» GIVEN DATA
● ● ●
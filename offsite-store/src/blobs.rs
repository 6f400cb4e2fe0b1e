//! Object content on disk, one file per version under `<blobs_dir>/<bucket>/<version-id>`.

use sha1::{Digest, Sha1};
use std::io::Read;
use std::path::{Path, PathBuf};
use tokio::fs;

pub struct StoredBlob {
    pub path: PathBuf,
    pub sha1: String,
    pub size: u64,
}

pub fn blob_path(blobs_dir: &Path, bucket: &str, version_id: &str) -> PathBuf {
    blobs_dir.join(bucket).join(version_id)
}

pub fn sha1_hex(content: &[u8]) -> String {
    hex::encode(Sha1::digest(content))
}

#[derive(Debug, thiserror::Error)]
pub enum DecodeError {
    #[error("Decoded body exceeds {0} bytes")]
    TooLarge(usize),
    #[error("Unsupported content-encoding: {0}")]
    UnsupportedEncoding(String),
    #[error("Invalid zstd body: {0}")]
    Invalid(#[from] std::io::Error),
    #[error(transparent)]
    Internal(#[from] anyhow::Error),
}

/// Decode a request body according to its `content-encoding`, refusing more than `limit` bytes of output.
pub async fn decode_body(
    encoding: Option<&str>,
    body: Vec<u8>,
    limit: usize,
) -> Result<Vec<u8>, DecodeError> {
    match encoding {
        None | Some("identity") => Ok(body),
        Some("zstd") => tokio::task::spawn_blocking(move || decode_zstd(&body, limit))
            .await
            .map_err(|e| anyhow::anyhow!(e))?,
        Some(other) => Err(DecodeError::UnsupportedEncoding(other.to_string())),
    }
}

fn decode_zstd(body: &[u8], limit: usize) -> Result<Vec<u8>, DecodeError> {
    let decoder = zstd::stream::read::Decoder::new(body)?;
    let mut decoded = Vec::new();
    // One byte past the limit tells a full body from an oversized one
    decoder.take(limit as u64 + 1).read_to_end(&mut decoded)?;
    if decoded.len() > limit {
        return Err(DecodeError::TooLarge(limit));
    }
    Ok(decoded)
}

/// Write `content` for a new version. The file appears under its final name only once complete.
pub async fn write_blob(
    blobs_dir: &Path,
    bucket: &str,
    version_id: &str,
    content: Vec<u8>,
) -> anyhow::Result<StoredBlob> {
    let path = blob_path(blobs_dir, bucket, version_id);
    if let Some(parent) = path.parent() {
        fs::create_dir_all(parent).await?;
    }

    let size = content.len() as u64;
    let (sha1, content) = tokio::task::spawn_blocking(move || (sha1_hex(&content), content))
        .await
        .map_err(|e| anyhow::anyhow!(e))?;

    let tmp_path = path.with_extension("partial");
    let written = match fs::write(&tmp_path, &content).await {
        Ok(()) => fs::rename(&tmp_path, &path).await,
        Err(e) => Err(e),
    };
    if let Err(e) = written {
        remove_blob(&tmp_path).await;
        return Err(e.into());
    }

    Ok(StoredBlob { path, sha1, size })
}

pub async fn remove_blob(path: &Path) {
    if let Err(e) = fs::remove_file(path).await {
        tracing::warn!("Failed to remove blob {}: {}", path.display(), e);
    }
}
● ● ●
» GOAL OF THE EXERCISE
In the listing, find each line with the string "StoredBlob" and copy it.

» WRITTEN SOLUTION
pub struct StoredBlob {
) -> anyhow::Result<StoredBlob> {
    Ok(StoredBlob { path, sha1, size })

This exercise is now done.